To do
Your result should be every line of the records below that contains the word "catalog".

BEGIN

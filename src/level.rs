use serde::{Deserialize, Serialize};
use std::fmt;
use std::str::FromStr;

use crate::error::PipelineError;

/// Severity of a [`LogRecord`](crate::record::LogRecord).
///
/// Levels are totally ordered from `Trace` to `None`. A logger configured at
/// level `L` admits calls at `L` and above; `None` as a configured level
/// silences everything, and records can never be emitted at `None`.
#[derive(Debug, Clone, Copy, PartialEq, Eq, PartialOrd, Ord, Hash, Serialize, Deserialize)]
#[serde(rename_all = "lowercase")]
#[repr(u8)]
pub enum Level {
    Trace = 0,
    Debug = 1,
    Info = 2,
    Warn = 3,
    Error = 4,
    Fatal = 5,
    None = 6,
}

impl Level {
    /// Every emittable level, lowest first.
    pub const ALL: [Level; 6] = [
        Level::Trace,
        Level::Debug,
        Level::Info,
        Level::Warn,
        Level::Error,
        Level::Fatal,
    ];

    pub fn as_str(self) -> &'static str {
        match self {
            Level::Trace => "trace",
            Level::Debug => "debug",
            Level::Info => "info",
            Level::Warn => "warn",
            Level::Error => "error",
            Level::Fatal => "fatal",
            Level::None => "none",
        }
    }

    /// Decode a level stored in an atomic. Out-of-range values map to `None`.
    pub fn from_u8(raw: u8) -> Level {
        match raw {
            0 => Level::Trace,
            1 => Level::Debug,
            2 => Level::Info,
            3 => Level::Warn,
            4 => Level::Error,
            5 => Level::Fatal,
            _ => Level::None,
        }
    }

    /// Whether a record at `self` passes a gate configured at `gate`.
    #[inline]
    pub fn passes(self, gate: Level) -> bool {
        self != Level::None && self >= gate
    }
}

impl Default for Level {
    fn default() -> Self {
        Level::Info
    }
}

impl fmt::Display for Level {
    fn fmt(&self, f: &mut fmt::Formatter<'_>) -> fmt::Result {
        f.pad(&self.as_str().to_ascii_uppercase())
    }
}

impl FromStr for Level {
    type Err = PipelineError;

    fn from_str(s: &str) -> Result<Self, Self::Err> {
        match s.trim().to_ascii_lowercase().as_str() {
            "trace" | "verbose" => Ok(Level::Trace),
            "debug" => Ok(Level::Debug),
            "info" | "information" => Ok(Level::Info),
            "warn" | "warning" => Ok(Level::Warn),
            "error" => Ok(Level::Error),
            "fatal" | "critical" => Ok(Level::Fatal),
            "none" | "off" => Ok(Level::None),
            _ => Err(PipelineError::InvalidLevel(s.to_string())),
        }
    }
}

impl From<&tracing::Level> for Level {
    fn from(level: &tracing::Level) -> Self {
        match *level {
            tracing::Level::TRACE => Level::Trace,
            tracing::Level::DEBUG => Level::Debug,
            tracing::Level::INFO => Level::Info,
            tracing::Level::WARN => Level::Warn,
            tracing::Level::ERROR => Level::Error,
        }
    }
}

END
BEGIN

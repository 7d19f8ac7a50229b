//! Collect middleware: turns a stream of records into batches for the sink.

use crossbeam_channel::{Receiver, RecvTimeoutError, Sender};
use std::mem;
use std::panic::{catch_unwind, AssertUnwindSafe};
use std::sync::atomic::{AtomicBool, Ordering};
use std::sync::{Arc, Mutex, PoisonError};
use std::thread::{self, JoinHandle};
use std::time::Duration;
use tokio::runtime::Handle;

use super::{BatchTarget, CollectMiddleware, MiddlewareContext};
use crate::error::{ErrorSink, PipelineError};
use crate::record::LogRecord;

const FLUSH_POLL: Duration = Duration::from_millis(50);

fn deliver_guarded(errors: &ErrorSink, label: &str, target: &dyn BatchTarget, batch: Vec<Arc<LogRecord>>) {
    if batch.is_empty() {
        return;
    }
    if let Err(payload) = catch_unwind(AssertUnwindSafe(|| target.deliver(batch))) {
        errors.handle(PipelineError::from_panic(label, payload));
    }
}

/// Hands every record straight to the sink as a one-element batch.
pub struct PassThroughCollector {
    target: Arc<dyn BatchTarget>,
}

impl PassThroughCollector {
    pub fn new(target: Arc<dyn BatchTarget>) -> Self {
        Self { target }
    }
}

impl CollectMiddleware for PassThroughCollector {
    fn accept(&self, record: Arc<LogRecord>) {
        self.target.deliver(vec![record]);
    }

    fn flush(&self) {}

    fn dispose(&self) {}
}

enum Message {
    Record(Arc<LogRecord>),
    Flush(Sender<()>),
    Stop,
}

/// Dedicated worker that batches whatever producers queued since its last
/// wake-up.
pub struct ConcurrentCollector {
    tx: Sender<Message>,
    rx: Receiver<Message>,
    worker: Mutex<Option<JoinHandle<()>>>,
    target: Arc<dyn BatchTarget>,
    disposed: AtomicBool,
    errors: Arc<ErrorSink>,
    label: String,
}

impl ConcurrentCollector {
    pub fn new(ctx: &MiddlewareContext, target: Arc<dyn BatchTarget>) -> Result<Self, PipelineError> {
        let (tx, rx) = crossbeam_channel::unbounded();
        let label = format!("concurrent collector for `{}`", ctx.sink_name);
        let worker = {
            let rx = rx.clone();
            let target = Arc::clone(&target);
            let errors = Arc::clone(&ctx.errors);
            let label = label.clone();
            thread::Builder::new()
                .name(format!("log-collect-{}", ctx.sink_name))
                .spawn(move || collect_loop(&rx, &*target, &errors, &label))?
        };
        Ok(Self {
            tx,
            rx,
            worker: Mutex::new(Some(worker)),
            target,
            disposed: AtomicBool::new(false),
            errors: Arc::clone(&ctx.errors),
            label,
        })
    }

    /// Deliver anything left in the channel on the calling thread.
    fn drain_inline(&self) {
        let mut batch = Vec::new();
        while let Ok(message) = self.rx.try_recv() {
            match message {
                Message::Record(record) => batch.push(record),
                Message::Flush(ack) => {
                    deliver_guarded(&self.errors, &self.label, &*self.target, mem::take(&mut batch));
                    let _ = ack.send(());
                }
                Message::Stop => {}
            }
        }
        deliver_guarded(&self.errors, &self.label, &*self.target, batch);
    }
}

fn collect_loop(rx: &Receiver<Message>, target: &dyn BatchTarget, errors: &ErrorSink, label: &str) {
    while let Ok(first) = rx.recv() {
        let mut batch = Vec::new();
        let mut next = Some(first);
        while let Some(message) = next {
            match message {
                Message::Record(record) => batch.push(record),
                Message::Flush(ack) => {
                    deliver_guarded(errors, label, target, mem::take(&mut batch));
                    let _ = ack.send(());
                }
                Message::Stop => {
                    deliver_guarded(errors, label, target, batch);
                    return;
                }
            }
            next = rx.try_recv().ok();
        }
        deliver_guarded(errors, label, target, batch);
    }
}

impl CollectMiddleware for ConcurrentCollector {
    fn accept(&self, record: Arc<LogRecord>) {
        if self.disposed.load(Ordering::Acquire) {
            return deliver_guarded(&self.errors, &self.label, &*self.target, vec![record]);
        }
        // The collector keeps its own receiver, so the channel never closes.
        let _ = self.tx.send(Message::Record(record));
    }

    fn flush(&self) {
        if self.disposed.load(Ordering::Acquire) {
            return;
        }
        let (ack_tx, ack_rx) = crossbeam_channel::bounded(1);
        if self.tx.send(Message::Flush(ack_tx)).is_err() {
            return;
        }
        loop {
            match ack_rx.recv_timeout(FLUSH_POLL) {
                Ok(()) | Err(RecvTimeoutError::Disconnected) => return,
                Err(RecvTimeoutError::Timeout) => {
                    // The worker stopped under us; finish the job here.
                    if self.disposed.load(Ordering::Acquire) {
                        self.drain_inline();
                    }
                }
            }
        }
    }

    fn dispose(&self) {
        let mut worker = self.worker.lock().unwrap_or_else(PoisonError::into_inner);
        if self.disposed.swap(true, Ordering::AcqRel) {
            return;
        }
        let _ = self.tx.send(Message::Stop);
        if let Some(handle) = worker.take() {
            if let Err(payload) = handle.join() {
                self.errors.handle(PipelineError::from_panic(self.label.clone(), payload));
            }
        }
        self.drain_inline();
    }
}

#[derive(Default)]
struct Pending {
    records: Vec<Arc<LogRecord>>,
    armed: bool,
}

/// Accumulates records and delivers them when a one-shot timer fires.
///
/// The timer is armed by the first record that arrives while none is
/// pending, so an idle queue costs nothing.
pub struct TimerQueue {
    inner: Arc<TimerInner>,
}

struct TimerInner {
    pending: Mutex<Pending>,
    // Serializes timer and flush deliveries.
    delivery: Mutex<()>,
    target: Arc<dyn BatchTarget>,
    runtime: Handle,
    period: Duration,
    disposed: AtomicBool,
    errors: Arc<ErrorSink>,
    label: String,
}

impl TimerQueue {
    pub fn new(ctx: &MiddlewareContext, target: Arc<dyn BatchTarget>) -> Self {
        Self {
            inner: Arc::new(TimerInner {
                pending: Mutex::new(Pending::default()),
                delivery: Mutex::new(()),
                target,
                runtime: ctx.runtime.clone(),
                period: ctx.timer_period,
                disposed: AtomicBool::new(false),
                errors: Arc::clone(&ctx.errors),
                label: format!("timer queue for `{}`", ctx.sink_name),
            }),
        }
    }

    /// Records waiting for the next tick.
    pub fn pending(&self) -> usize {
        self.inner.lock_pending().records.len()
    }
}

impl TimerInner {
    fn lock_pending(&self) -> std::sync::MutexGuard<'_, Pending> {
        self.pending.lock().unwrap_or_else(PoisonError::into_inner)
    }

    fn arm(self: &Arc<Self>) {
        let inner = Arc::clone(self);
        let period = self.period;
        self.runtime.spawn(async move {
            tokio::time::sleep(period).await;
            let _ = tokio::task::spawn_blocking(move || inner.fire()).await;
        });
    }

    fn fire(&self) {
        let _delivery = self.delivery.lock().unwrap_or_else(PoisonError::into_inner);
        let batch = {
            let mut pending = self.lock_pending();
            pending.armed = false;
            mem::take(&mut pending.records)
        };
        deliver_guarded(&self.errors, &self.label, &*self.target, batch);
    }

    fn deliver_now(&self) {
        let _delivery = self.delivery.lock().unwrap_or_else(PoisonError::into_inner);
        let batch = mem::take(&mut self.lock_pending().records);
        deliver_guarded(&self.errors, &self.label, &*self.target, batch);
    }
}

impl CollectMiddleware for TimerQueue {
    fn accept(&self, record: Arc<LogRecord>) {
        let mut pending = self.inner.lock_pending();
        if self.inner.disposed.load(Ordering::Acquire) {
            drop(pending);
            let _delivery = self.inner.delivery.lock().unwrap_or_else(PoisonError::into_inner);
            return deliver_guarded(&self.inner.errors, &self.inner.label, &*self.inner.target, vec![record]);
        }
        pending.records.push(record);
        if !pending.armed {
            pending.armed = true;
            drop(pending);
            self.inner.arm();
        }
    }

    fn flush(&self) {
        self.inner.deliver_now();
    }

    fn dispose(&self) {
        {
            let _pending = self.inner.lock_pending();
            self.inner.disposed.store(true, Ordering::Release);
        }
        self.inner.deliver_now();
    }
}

END
BEGIN

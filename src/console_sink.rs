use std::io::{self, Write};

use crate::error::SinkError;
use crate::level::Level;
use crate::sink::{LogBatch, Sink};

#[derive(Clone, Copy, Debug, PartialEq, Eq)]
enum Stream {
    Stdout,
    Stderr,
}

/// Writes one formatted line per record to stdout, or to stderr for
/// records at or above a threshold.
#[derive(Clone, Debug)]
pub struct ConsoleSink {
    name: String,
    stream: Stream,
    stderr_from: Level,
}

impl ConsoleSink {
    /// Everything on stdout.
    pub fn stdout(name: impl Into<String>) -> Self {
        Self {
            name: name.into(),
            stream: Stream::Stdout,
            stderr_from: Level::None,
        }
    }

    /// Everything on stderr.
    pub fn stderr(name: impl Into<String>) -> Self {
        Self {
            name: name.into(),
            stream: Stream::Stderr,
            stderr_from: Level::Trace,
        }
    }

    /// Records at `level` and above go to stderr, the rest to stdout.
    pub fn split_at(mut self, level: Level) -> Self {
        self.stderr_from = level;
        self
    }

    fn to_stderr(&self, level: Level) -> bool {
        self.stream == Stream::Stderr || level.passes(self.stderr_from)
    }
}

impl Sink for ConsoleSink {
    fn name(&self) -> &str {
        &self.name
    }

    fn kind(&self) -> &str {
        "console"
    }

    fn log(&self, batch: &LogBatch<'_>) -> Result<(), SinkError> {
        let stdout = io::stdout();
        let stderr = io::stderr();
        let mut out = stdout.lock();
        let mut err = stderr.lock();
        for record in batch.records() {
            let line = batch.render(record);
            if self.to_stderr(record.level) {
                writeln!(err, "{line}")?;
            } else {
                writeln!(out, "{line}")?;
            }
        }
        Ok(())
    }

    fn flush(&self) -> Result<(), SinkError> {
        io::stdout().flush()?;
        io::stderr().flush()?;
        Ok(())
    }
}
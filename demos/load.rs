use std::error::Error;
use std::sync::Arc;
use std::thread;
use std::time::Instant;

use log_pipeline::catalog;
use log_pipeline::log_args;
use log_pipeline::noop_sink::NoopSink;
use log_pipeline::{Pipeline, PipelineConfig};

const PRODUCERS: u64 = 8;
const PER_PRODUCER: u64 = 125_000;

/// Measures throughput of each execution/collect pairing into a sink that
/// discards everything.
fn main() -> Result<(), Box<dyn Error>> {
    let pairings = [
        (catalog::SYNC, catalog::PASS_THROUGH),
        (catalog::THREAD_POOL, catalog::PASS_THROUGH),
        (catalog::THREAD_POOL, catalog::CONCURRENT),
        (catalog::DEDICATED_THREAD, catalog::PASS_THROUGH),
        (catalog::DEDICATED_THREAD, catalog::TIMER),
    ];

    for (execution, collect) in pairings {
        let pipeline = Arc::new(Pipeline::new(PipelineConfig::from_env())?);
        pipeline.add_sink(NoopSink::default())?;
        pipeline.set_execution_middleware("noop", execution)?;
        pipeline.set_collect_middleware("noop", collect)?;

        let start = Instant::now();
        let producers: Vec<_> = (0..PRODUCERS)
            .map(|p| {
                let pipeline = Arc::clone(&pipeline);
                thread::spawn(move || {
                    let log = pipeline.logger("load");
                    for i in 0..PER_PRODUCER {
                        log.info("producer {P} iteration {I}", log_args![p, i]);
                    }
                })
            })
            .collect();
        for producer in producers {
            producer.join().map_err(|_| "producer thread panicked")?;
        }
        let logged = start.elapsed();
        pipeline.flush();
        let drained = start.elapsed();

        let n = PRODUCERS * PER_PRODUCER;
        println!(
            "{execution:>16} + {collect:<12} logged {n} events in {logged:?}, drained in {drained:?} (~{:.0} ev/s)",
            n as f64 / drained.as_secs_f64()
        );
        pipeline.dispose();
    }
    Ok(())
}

END

Exercise output
use log_pipeline::catalog;
        (catalog::SYNC, catalog::PASS_THROUGH),
        (catalog::THREAD_POOL, catalog::PASS_THROUGH),
        (catalog::THREAD_POOL, catalog::CONCURRENT),
        (catalog::DEDICATED_THREAD, catalog::PASS_THROUGH),
        (catalog::DEDICATED_THREAD, catalog::TIMER),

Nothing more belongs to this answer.